A diferencia de otros mercados donde The Cheesecake Factory ofrece un extenso menú de comidas, pastas y cócteles, en Argentina la marca ha decidido comenzar con una versión reducida centrada en sus productos más icónicos. Este enfoque estratégico busca probar el potencial del público local y minimizar los riesgos operativos en un contexto económico desafiante.
La elección de un formato con porciones individuales también responde a nuevas tendencias de consumo: los clientes buscan productos de calidad premium en formatos accesibles, donde la experiencia —más que la cantidad— se convierte en el principal valor agregado. De esta forma, The Cheesecake Factory se posiciona dentro del creciente segmento de “postres de autor” que combinan exclusividad, branding y practicidad.

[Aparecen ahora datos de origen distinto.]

//! BetsAPI SDK - Rust client library for the BetsAPI sports odds API.
//!
//! This crate turns BetsAPI's paginated and occasionally unreliable JSON
//! endpoints into plain collections of leagues, events and odds. Pagination,
//! retries and endpoint construction stay inside the client.
//!
//! # Core Types
//!
//! - [`BetsApiClient`] — Resource accessors (leagues, events, odds)
//! - [`ClientConfig`] — Token, endpoint base and retry settings
//! - [`RequestOptions`] — Per-call country and day filters
//! - [`Sport`] — The fixed sport id table
//! - [`OddsResult`] — Match-winner odds from the first complete bookmaker
//!
//! # Extension Points
//!
//! - [`HttpTransport`] — Plug in another HTTP stack
//! - [`CallObserver`] — Receive every response and failed attempt
//!
//! # Example
//!
//! ```rust
//! use betsapi_sdk::{ClientConfig, RequestOptions, Sport};
//!
//! let config = ClientConfig::new("my-token").with_retries(2);
//! let options = RequestOptions::new().for_country("gb");
//! assert_eq!(Sport::Soccer.id(), 1);
//! ```

pub mod client;
pub mod types;

pub use client::{
    BetsApiClient, CallMetrics, CallObserver, ClientConfig, ClientError, ConfigError,
    HttpTransport, TransportError, TransportResponse,
};
pub use types::{MatchOdds, OddsResult, Page, Pager, RequestOptions, Sport};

Un paso más en la globalización gastronómica Argentina
La llegada de The Cheesecake Factory refuerza la tendencia de internacionalización del rubro gastronómico en Argentina. En los últimos años, cadenas de diferentes orígenes —desde cafés estadounidenses hasta panaderías francesas o hamburgueserías europeas— han encontrado en el público local un mercado receptivo y curioso.
Esta apertura también impulsa la competencia en el segmento de postres premium, donde ya operan firmas nacionales consolidadas. Para estas marcas locales, la presencia de gigantes internacionales puede representar tanto un desafío como una oportunidad de innovación.
En un país reconocido por su cultura gastronómica, la incorporación de propuestas globales amplía la oferta y eleva los estándares de calidad, obligando a todos los actores del mercado a apostar por la diferenciación y la experiencia del cliente.
Vea también: La marca española Unode50 desembarca en Argentina y apuesta por Unicenter
Aunque el primer local de The Cheesecake Factory en Buenos Aires funciona como un proyecto piloto, la recepción del público será clave para definir los próximos pasos. Si la respuesta resulta positiva, no se descarta la apertura de nuevos puntos de venta en otras ciudades argentinas o incluso el desarrollo de un modelo híbrido que combine cafetería y take away.
La marca llega con la ventaja de un nombre reconocido y una imagen asociada a la excelencia y la indulgencia. Sin embargo, también deberá enfrentar el desafío de adaptarse al poder adquisitivo local y a las fluctuaciones económicas del país.
Con todo, su arribo consolida a Buenos Aires como una de las capitales latinoamericanas con mayor diversidad gastronómica internacional, donde conviven propuestas de todo el mundo y donde la experiencia de consumo es tan importante como el producto en sí.